The problem: The entries below contain a line with "pub fn new(sensor_idx: u8, robot_pose: RobotPose)" and a line with "let mut timestamps". Quote exactly those two lines and all lines between them.

[Source records]
********************
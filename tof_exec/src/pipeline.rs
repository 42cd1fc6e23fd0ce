//! # Pipeline
//!
//! Owns the acquisition and converter threads and the queues between them, and is the interface
//! the rest of the executable uses: completed scans are pulled with
//! [`TofPipeline::try_get_completed_scan`] and the runtime settings are changed through the
//! setters.
//!
//! ```text
//! AcqLoop --frames (16 slots)--> CloudConverter --scans (32 slots)--> consumer
//! ```

// ------------------------------------------------------------------------------------------------
// IMPORTS
// ------------------------------------------------------------------------------------------------

use std::{
    sync::{
        atomic::{AtomicU64, Ordering},
        mpsc, Arc,
    },
    thread::{self, JoinHandle},
};

use comms_if::tc::TofTc;
use log::{info, warn};

use crate::{
    acq::AcqLoop,
    calib::{AngleTables, CalibError},
    cloud::{scan::Scan, CloudConverter},
    config::{ConfigError, PointcloudMode, RuntimeConfig},
    mount::{MountError, MountTable},
    params::TofExecParams,
    ring_buf::{ring_buf, Consumer, RingBufError},
    spi_driver::{TofBus, TofSpiError},
};

#[cfg(feature = "calib_feedback")]
use crate::cloud::feedback::LogFeedback;

// ------------------------------------------------------------------------------------------------
// CONSTANTS
// ------------------------------------------------------------------------------------------------

/// Slots in the frame queue, which holds one less frame.
pub const FRAME_QUEUE_SLOTS: usize = 16;

/// Slots in the scan queue, which holds one less scan.
pub const SCAN_QUEUE_SLOTS: usize = 32;

// ------------------------------------------------------------------------------------------------
// STRUCTS
// ------------------------------------------------------------------------------------------------

pub struct TofPipeline {
    config: Arc<RuntimeConfig>,
    scans: Consumer<Scan>,
    scans_dropped: Arc<AtomicU64>,

    acq_handle: Option<JoinHandle<()>>,
    conv_handle: Option<JoinHandle<()>>,
}

// ------------------------------------------------------------------------------------------------
// ENUMS
// ------------------------------------------------------------------------------------------------

#[derive(Debug, thiserror::Error)]
pub enum PipelineError {
    #[error("Could not build the angle tables: {0}")]
    CalibError(#[from] CalibError),

    #[error("Invalid sensor mounts: {0}")]
    MountError(#[from] MountError),

    #[error("Could not create a queue: {0}")]
    RingBufError(#[from] RingBufError),

    #[error("Could not open the sensor board bus: {0}")]
    BusError(#[from] TofSpiError),

    #[error("Could not spawn the {0} thread: {1}")]
    ThreadSpawnError(&'static str, std::io::Error),

    #[error("The {0} thread panicked")]
    ThreadPanicked(&'static str),
}

// ------------------------------------------------------------------------------------------------
// IMPLS
// ------------------------------------------------------------------------------------------------

impl TofPipeline {
    /// Build the angle tables, open the bus and start both threads.
    ///
    /// `open_bus` is run on the acquisition thread, which then owns the bus for its whole life.
    /// Failing to open it is returned here and no thread is left running.
    pub fn start<B, F>(open_bus: F, params: &TofExecParams) -> Result<Self, PipelineError>
    where
        B: TofBus + 'static,
        F: FnOnce() -> Result<B, TofSpiError> + Send + 'static,
    {
        let tables = AngleTables::new()?;
        let mounts = MountTable::from_params(params.mounts.as_deref())?;
        info!("Angle tables built");

        let config = Arc::new(RuntimeConfig::default());
        let (frame_tx, frame_rx) = ring_buf(FRAME_QUEUE_SLOTS)?;
        let (scan_tx, scan_rx) = ring_buf(SCAN_QUEUE_SLOTS)?;

        // ---- ACQUISITION THREAD ----

        let (open_tx, open_rx) = mpsc::sync_channel(1);
        let acq_config = config.clone();

        let acq_handle = thread::Builder::new()
            .name("tof_acq".into())
            .spawn(move || {
                let bus = match open_bus() {
                    Ok(b) => b,
                    Err(e) => {
                        open_tx.send(Err(e)).ok();
                        return;
                    }
                };
                open_tx.send(Ok(())).ok();

                AcqLoop::new(bus, frame_tx, acq_config).run();
            })
            .map_err(|e| PipelineError::ThreadSpawnError("acquisition", e))?;

        match open_rx.recv() {
            Ok(Ok(())) => (),
            Ok(Err(e)) => {
                acq_handle.join().ok();
                return Err(PipelineError::BusError(e));
            }
            Err(_) => return Err(PipelineError::ThreadPanicked("acquisition")),
        }

        // ---- CONVERTER THREAD ----

        let converter = CloudConverter::new(tables, mounts, config.clone(), scan_tx);

        #[cfg(feature = "calib_feedback")]
        let converter =
            converter.with_calib_feedback(Box::new(LogFeedback), params.calib_feedback_frames);

        let scans_dropped = converter.scans_dropped();

        let conv_handle = match thread::Builder::new()
            .name("tof_conv".into())
            .spawn(move || converter.run(frame_rx))
        {
            Ok(h) => h,
            Err(e) => {
                config.request_shutdown();
                acq_handle.join().ok();
                return Err(PipelineError::ThreadSpawnError("converter", e));
            }
        };

        info!("ToF pipeline started");

        Ok(Self {
            config,
            scans: scan_rx,
            scans_dropped,
            acq_handle: Some(acq_handle),
            conv_handle: Some(conv_handle),
        })
    }

    /// Take the oldest completed scan, if any.
    pub fn try_get_completed_scan(&mut self) -> Option<Scan> {
        self.scans.pop()
    }

    /// Number of completed scans dropped because the consumer wasn't keeping up.
    pub fn scans_dropped(&self) -> u64 {
        self.scans_dropped.load(Ordering::Relaxed)
    }

    /// Ask both threads to stop. They finish their current operation first.
    pub fn request_shutdown(&self) {
        self.config.request_shutdown();
    }

    /// Stop both threads and wait for them.
    pub fn join(mut self) -> Result<(), PipelineError> {
        self.stop()
    }

    pub fn set_raw_passthrough_sensor(&self, sensor_idx: Option<u8>) -> Result<(), ConfigError> {
        self.config.set_raw_passthrough_sensor(sensor_idx)
    }

    pub fn step_raw_passthrough(&self, step: i8) -> Option<u8> {
        self.config.step_raw_passthrough(step)
    }

    pub fn set_pointcloud_mode(&self, mode: PointcloudMode) {
        self.config.set_pointcloud_mode(mode)
    }

    pub fn cycle_pointcloud_mode(&self) -> PointcloudMode {
        self.config.cycle_pointcloud_mode()
    }

    pub fn trigger_calibration(&self, sensor_idx: u8) -> Result<(), ConfigError> {
        info!("Offset calibration of sensor {} requested", sensor_idx);
        self.config.trigger_calibration(sensor_idx)
    }

    pub fn toggle_verbose_diagnostics(&self) -> bool {
        self.config.toggle_verbose_diagnostics()
    }

    pub fn increment_debug_id(&self) -> u8 {
        self.config.increment_debug_id()
    }

    pub fn decrement_debug_id(&self) -> u8 {
        self.config.decrement_debug_id()
    }

    /// Apply an operator command.
    ///
    /// Returns `true` if the command asks the executable to quit, in which case shutdown of both
    /// threads has already been requested.
    pub fn handle_tc(&self, tc: TofTc) -> bool {
        match tc {
            TofTc::Quit => {
                info!("Quit command received");
                self.request_shutdown();
                return true;
            }
            TofTc::RawSensorPrev => {
                self.step_raw_passthrough(-1);
            }
            TofTc::RawSensorNext => {
                self.step_raw_passthrough(1);
            }
            TofTc::CalibOffset(idx) => {
                if let Err(e) = self.trigger_calibration(idx) {
                    warn!("Cannot calibrate: {}", e);
                }
            }
            TofTc::ToggleVerbose => {
                self.toggle_verbose_diagnostics();
            }
            TofTc::CyclePointcloudMode => {
                self.cycle_pointcloud_mode();
            }
            TofTc::DebugIdIncr => {
                self.increment_debug_id();
            }
            TofTc::DebugIdDecr => {
                self.decrement_debug_id();
            }
        }

        false
    }

    /// The shared runtime configuration.
    pub fn config(&self) -> &Arc<RuntimeConfig> {
        &self.config
    }

    fn stop(&mut self) -> Result<(), PipelineError> {
        self.config.request_shutdown();

        let acq = join_thread("acquisition", self.acq_handle.take());
        let conv = join_thread("converter", self.conv_handle.take());

        acq.and(conv)
    }
}

impl Drop for TofPipeline {
    fn drop(&mut self) {
        if let Err(e) = self.stop() {
            warn!("{}", e);
        }
    }
}

// ------------------------------------------------------------------------------------------------
// FUNCTIONS
// ------------------------------------------------------------------------------------------------

fn join_thread(name: &'static str, handle: Option<JoinHandle<()>>) -> Result<(), PipelineError> {
    match handle {
        Some(h) => h.join().map_err(|_| PipelineError::ThreadPanicked(name)),
        None => Ok(()),
    }
}

// ------------------------------------------------------------------------------------------------
// TESTS
// ------------------------------------------------------------------------------------------------

#[cfg(test)]
mod test {
    use super::*;
    use crate::spi_driver::{mock::MockSpi, TofSpi};
    use comms_if::eqpt::tof::{poll_response, RawFrame, RobotPose};
    use std::time::{Duration, Instant};

    #[test]
    fn test_end_to_end() -> Result<(), PipelineError> {
        let spi = MockSpi::new();
        let pose = RobotPose {
            ang: 1 << 29,
            x: 100,
            y: 200,
        };

        for idx in 0..4 {
            let mut frame = RawFrame::new(idx, RobotPose::default());
            if idx == 2 {
                frame.robot_pose = pose;
            }
            frame.depth_mut().iter_mut().for_each(|d| *d = 100);

            spi.inject_response(&poll_response(255));
            spi.inject_response(&frame.to_bytes());
        }

        let bus_spi = spi.clone();
        let mut pipeline =
            TofPipeline::start(move || Ok(TofSpi::new(bus_spi)), &TofExecParams::default())?;

        let start = Instant::now();
        let scan = loop {
            if let Some(s) = pipeline.try_get_completed_scan() {
                break Some(s);
            }
            if start.elapsed() > Duration::from_secs(5) {
                break None;
            }
            thread::sleep(Duration::from_millis(5));
        };

        pipeline.join()?;

        let scan = scan.expect("no scan completed");
        assert_eq!(scan.seq, 0);
        assert_eq!(scan.robot_pose, pose);
        assert!(!scan.points.is_empty());

        // Mounts sit 227 or 228 mm above ground and every sample is 100 mm away
        assert!(scan.points.iter().all(|p| p.z >= 127 && p.z <= 328));

        Ok(())
    }

    #[test]
    fn test_handle_tc() -> Result<(), PipelineError> {
        let bus_spi = MockSpi::new();
        let pipeline =
            TofPipeline::start(move || Ok(TofSpi::new(bus_spi)), &TofExecParams::default())?;

        assert!(!pipeline.handle_tc(TofTc::CyclePointcloudMode));
        assert_eq!(pipeline.config().pointcloud_mode(), PointcloudMode::WorldFrame);

        assert!(!pipeline.handle_tc(TofTc::RawSensorNext));
        assert!(!pipeline.handle_tc(TofTc::RawSensorNext));
        assert_eq!(pipeline.config().raw_passthrough_sensor(), Some(1));
        assert!(!pipeline.handle_tc(TofTc::RawSensorPrev));
        assert_eq!(pipeline.config().raw_passthrough_sensor(), Some(0));

        assert!(!pipeline.handle_tc(TofTc::ToggleVerbose));
        assert!(pipeline.config().verbose());

        assert!(!pipeline.handle_tc(TofTc::DebugIdIncr));
        assert!(!pipeline.handle_tc(TofTc::DebugIdIncr));
        assert!(!pipeline.handle_tc(TofTc::DebugIdDecr));
        assert_eq!(pipeline.config().debug_id(), 1);

        // Nothing above stops the threads, only a quit does
        assert!(!pipeline.config().shutdown_requested());
        assert!(pipeline.handle_tc(TofTc::Quit));
        assert!(pipeline.config().shutdown_requested());

        pipeline.join()
    }

    #[test]
    fn test_bus_unavailable() {
        let result = TofPipeline::start(
            || -> Result<TofSpi<MockSpi>, TofSpiError> {
                Err(TofSpiError::DeviceUnavailable("no such device".into()))
            },
            &TofExecParams::default(),
        );

        assert!(matches!(
            result,
            Err(PipelineError::BusError(TofSpiError::DeviceUnavailable(_)))
        ));
    }

    #[test]
    fn test_bad_mounts() {
        let params: TofExecParams = util::params::from_str(
            r#"
            [[mounts]]
            mode = 1
            x_mm = 0.0
            y_mm = 0.0
            heading_deg = 0.0
            vertical_deg = 0.0
            height_mm = 0.0
            "#,
        )
        .expect("params should parse");

        let result = TofPipeline::start(|| Ok(TofSpi::new(MockSpi::new())), &params);
        assert!(matches!(
            result,
            Err(PipelineError::MountError(MountError::WrongSensorCount(1)))
        ));
    }
}
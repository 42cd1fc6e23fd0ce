//! # ToF Sensor Board Wire Format
//!
//! The sensor board is connected as an SPI slave, but it is the real timing master: it images
//! its four sensors on its own schedule and we can only ask it whether a frame is waiting.
//!
//! Three exchanges exist, all little-endian and packed:
//!
//! - Availability poll: a 5 byte transfer, the board answers with [`POLL_MAGIC`] and a status
//!   byte (see [`PollStatus`]).
//! - Frame read: a [`FRAME_LEN`] byte transfer returning one [`RawFrame`].
//! - Offset calibration command: a write-only [`CalibOffsetCmd`].
//!
//! Byte 4 of the outbound buffer of polls and frame reads carries the current debug id.

// ------------------------------------------------------------------------------------------------
// IMPORTS
// ------------------------------------------------------------------------------------------------

use byteorder::{ByteOrder, LittleEndian};

// ------------------------------------------------------------------------------------------------
// CONSTANTS
// ------------------------------------------------------------------------------------------------

/// Width of a sensor image in pixels.
pub const TOF_XS: usize = 160;

/// Height of a sensor image in pixels.
pub const TOF_YS: usize = 60;

/// Number of pixels in a sensor image.
pub const TOF_PIXELS: usize = TOF_XS * TOF_YS;

/// Number of sensors connected to the board.
pub const NUM_SENSORS: usize = 4;

/// Number of diagnostic timestamps in a frame.
pub const NUM_TIMESTAMPS: usize = 24;

/// Number of debug values in a frame.
pub const NUM_DBG_VALUES: usize = 8;

/// Magic number heading an availability poll response.
pub const POLL_MAGIC: u32 = 0x1122_3344;

/// Magic number heading an offset calibration command.
pub const CALIB_MAGIC: u32 = 0xCA0F_F5E7;

/// Length of an availability poll transfer.
pub const POLL_LEN: usize = 5;

/// Length of an offset calibration command.
pub const CALIB_CMD_LEN: usize = 5;

/// Position of the debug id in the outbound buffer of polls and frame reads.
pub const DEBUG_ID_OFFSET: usize = 4;

/// Status: the board's frame buffer overflowed, frames were lost.
pub const STATUS_OVERFLOW: u8 = 253;

/// Status: more than one frame became available since the last read.
pub const STATUS_MULTIPLE: u8 = 254;

/// Status: a frame is available.
pub const STATUS_AVAILABLE: u8 = 255;

/// Largest status value which is a suggested wait in milliseconds.
pub const MAX_WAIT_MS: u8 = 250;

const HEADER_OFFSET: usize = 0;
const STATUS_OFFSET: usize = 4;
const SENSOR_IDX_OFFSET: usize = 7;
const POSE_OFFSET: usize = 8;
const DEPTH_OFFSET: usize = POSE_OFFSET + 12;
const AMPL_OFFSET: usize = DEPTH_OFFSET + 2 * TOF_PIXELS;
const TIMESTAMPS_OFFSET: usize = AMPL_OFFSET + TOF_PIXELS;
const DBG_OFFSET: usize = TIMESTAMPS_OFFSET + 2 * NUM_TIMESTAMPS;

/// Length of a full frame transfer (28 900 bytes).
pub const FRAME_LEN: usize = DBG_OFFSET + 4 * NUM_DBG_VALUES;

// ------------------------------------------------------------------------------------------------
// STRUCTS
// ------------------------------------------------------------------------------------------------

/// Pose of the robot at the time a frame was acquired.
#[derive(Debug, Clone, Copy, Default, PartialEq, Eq)]
pub struct RobotPose {
    /// Heading, the full `i32` range covers one turn and is left to overflow freely.
    pub ang: i32,

    /// Units: millimeters
    pub x: i32,

    /// Units: millimeters
    pub y: i32,
}

/// One acquisition of one sensor, as read from the board.
///
/// The depth and amplitude grids always hold exactly [`TOF_PIXELS`] samples, stored row by row.
#[derive(Debug, Clone, PartialEq)]
pub struct RawFrame {
    pub header: u32,

    /// Board status at the time of the read, see [`PollStatus`].
    pub status: u8,

    /// Index of the sensor, expected to be in `0..NUM_SENSORS` but not guaranteed by the board.
    pub sensor_idx: u8,

    pub robot_pose: RobotPose,

    /// Depth in millimeters, 0 means no return.
    depth: Vec<u16>,

    ampl: Vec<u8>,

    /// Timestamps of the board's processing steps in 0.1 ms units.
    pub timestamps: [u16; NUM_TIMESTAMPS],

    pub dbg_i32: [i32; NUM_DBG_VALUES],
}

/// Command requesting the board to run an offset self-calibration of one sensor.
#[derive(Debug, Clone, Copy, PartialEq, Eq)]
pub struct CalibOffsetCmd {
    pub sensor_idx: u8,
}

// ------------------------------------------------------------------------------------------------
// ENUMS
// ------------------------------------------------------------------------------------------------

/// Frame availability as reported by the board.
#[derive(Debug, Clone, Copy, PartialEq, Eq)]
pub enum PollStatus {
    /// A frame can be read now.
    Ready,

    /// A frame can be read now, but others were missed since the last read.
    MultipleElapsed,

    /// A frame can be read now, but the board's own buffer overflowed.
    RemoteOverflow,

    /// No frame yet, poll again after this many milliseconds.
    Wait(u8),
}

/// Errors raised while decoding data from the board.
#[derive(Debug, thiserror::Error, PartialEq, Eq)]
pub enum WireError {
    #[error("Expected {expected} bytes, got {found}")]
    BadLength { expected: usize, found: usize },

    #[error("Unexpected magic number 0x{0:08x}")]
    BadMagic(u32),

    #[error("The board did not respond (status 0)")]
    NoResponse,

    #[error("Reserved status value {0}")]
    ReservedStatus(u8),

    #[error("Frame has status {0}, the board had no frame ready")]
    StaleFrame(u8),
}

// ------------------------------------------------------------------------------------------------
// IMPLS
// ------------------------------------------------------------------------------------------------

impl PollStatus {
    /// Interpret a status byte.
    pub fn from_status_byte(status: u8) -> Result<Self, WireError> {
        match status {
            0 => Err(WireError::NoResponse),
            1..=MAX_WAIT_MS => Ok(PollStatus::Wait(status)),
            STATUS_OVERFLOW => Ok(PollStatus::RemoteOverflow),
            STATUS_MULTIPLE => Ok(PollStatus::MultipleElapsed),
            STATUS_AVAILABLE => Ok(PollStatus::Ready),
            s => Err(WireError::ReservedStatus(s)),
        }
    }

    pub fn to_status_byte(self) -> u8 {
        match self {
            PollStatus::Ready => STATUS_AVAILABLE,
            PollStatus::MultipleElapsed => STATUS_MULTIPLE,
            PollStatus::RemoteOverflow => STATUS_OVERFLOW,
            PollStatus::Wait(ms) => ms,
        }
    }

    /// True if a frame can be read after this status.
    pub fn frame_available(&self) -> bool {
        !matches!(self, PollStatus::Wait(_))
    }
}

impl RawFrame {
    /// Create a frame with empty (all invalid) depth and amplitude grids.
    pub fn new(sensor_idx: u8, robot_pose: RobotPose) -> Self {
        Self {
            header: 0,
            status: STATUS_AVAILABLE,
            sensor_idx,
            robot_pose,
            depth: vec![0; TOF_PIXELS],
            ampl: vec![0; TOF_PIXELS],
            timestamps: [0; NUM_TIMESTAMPS],
            dbg_i32: [0; NUM_DBG_VALUES],
        }
    }

    /// Decode a frame from the bytes of a full frame transfer.
    pub fn from_bytes(buf: &[u8]) -> Result<Self, WireError> {
        if buf.len() != FRAME_LEN {
            return Err(WireError::BadLength {
                expected: FRAME_LEN,
                found: buf.len(),
            });
        }

        let mut depth = vec![0u16; TOF_PIXELS];
        LittleEndian::read_u16_into(&buf[DEPTH_OFFSET..AMPL_OFFSET], &mut depth);

        let mut timestamps = [0u16; NUM_TIMESTAMPS];
        LittleEndian::read_u16_into(&buf[TIMESTAMPS_OFFSET..DBG_OFFSET], &mut timestamps);

        let mut dbg_i32 = [0i32; NUM_DBG_VALUES];
        LittleEndian::read_i32_into(&buf[DBG_OFFSET..FRAME_LEN], &mut dbg_i32);

        Ok(Self {
            header: LittleEndian::read_u32(&buf[HEADER_OFFSET..]),
            status: buf[STATUS_OFFSET],
            sensor_idx: buf[SENSOR_IDX_OFFSET],
            robot_pose: RobotPose {
                ang: LittleEndian::read_i32(&buf[POSE_OFFSET..]),
                x: LittleEndian::read_i32(&buf[POSE_OFFSET + 4..]),
                y: LittleEndian::read_i32(&buf[POSE_OFFSET + 8..]),
            },
            depth,
            ampl: buf[AMPL_OFFSET..TIMESTAMPS_OFFSET].to_vec(),
            timestamps,
            dbg_i32,
        })
    }

    /// Encode the frame the way the board sends it.
    pub fn to_bytes(&self) -> Vec<u8> {
        let mut buf = vec![0u8; FRAME_LEN];

        LittleEndian::write_u32(&mut buf[HEADER_OFFSET..], self.header);
        buf[STATUS_OFFSET] = self.status;
        buf[SENSOR_IDX_OFFSET] = self.sensor_idx;
        LittleEndian::write_i32(&mut buf[POSE_OFFSET..], self.robot_pose.ang);
        LittleEndian::write_i32(&mut buf[POSE_OFFSET + 4..], self.robot_pose.x);
        LittleEndian::write_i32(&mut buf[POSE_OFFSET + 8..], self.robot_pose.y);
        LittleEndian::write_u16_into(&self.depth, &mut buf[DEPTH_OFFSET..AMPL_OFFSET]);
        buf[AMPL_OFFSET..TIMESTAMPS_OFFSET].copy_from_slice(&self.ampl);
        LittleEndian::write_u16_into(&self.timestamps, &mut buf[TIMESTAMPS_OFFSET..DBG_OFFSET]);
        LittleEndian::write_i32_into(&self.dbg_i32, &mut buf[DBG_OFFSET..FRAME_LEN]);

        buf
    }

    pub fn depth(&self) -> &[u16] {
        &self.depth
    }

    pub fn depth_mut(&mut self) -> &mut [u16] {
        &mut self.depth
    }

    pub fn ampl(&self) -> &[u8] {
        &self.ampl
    }

    pub fn ampl_mut(&mut self) -> &mut [u8] {
        &mut self.ampl
    }

    /// Depth at the given pixel.
    ///
    /// # Panics
    /// - If the pixel is outside the image.
    pub fn depth_at(&self, x: usize, y: usize) -> u16 {
        self.depth[y * TOF_XS + x]
    }

    /// Time between successive processing steps on the board, in milliseconds.
    pub fn timestamp_deltas_ms(&self) -> Vec<f64> {
        self.timestamps
            .windows(2)
            .map(|w| w[1].wrapping_sub(w[0]) as f64 / 10.0)
            .collect()
    }
}

impl CalibOffsetCmd {
    pub fn to_bytes(&self) -> [u8; CALIB_CMD_LEN] {
        let mut buf = [0u8; CALIB_CMD_LEN];
        LittleEndian::write_u32(&mut buf, CALIB_MAGIC);
        buf[4] = self.sensor_idx;
        buf
    }
}

// ------------------------------------------------------------------------------------------------
// FUNCTIONS
// ------------------------------------------------------------------------------------------------

/// Build the outbound buffer of an availability poll.
pub fn poll_request(debug_id: u8) -> [u8; POLL_LEN] {
    let mut buf = [0u8; POLL_LEN];
    buf[DEBUG_ID_OFFSET] = debug_id;
    buf
}

/// Build the outbound buffer of a frame read.
pub fn frame_request(debug_id: u8) -> Vec<u8> {
    let mut buf = vec![0u8; FRAME_LEN];
    buf[DEBUG_ID_OFFSET] = debug_id;
    buf
}

/// Decode the inbound bytes of an availability poll.
pub fn parse_poll_response(buf: &[u8]) -> Result<PollStatus, WireError> {
    if buf.len() != POLL_LEN {
        return Err(WireError::BadLength {
            expected: POLL_LEN,
            found: buf.len(),
        });
    }

    let magic = LittleEndian::read_u32(buf);
    if magic != POLL_MAGIC {
        return Err(WireError::BadMagic(magic));
    }

    PollStatus::from_status_byte(buf[4])
}

/// Encode a poll response the way the board sends it.
pub fn poll_response(status: u8) -> [u8; POLL_LEN] {
    let mut buf = [0u8; POLL_LEN];
    LittleEndian::write_u32(&mut buf, POLL_MAGIC);
    buf[4] = status;
    buf
}

// ------------------------------------------------------------------------------------------------
// TESTS
// ------------------------------------------------------------------------------------------------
********************
Reply:
    pub fn new(sensor_idx: u8, robot_pose: RobotPose) -> Self {
        Self {
            header: 0,
            status: STATUS_AVAILABLE,
            sensor_idx,
            robot_pose,
            depth: vec![0; TOF_PIXELS],
            ampl: vec![0; TOF_PIXELS],
            timestamps: [0; NUM_TIMESTAMPS],
            dbg_i32: [0; NUM_DBG_VALUES],
        }
    }

    /// Decode a frame from the bytes of a full frame transfer.
    pub fn from_bytes(buf: &[u8]) -> Result<Self, WireError> {
        if buf.len() != FRAME_LEN {
            return Err(WireError::BadLength {
                expected: FRAME_LEN,
                found: buf.len(),
            });
        }

        let mut depth = vec![0u16; TOF_PIXELS];
        LittleEndian::read_u16_into(&buf[DEPTH_OFFSET..AMPL_OFFSET], &mut depth);

        let mut timestamps = [0u16; NUM_TIMESTAMPS];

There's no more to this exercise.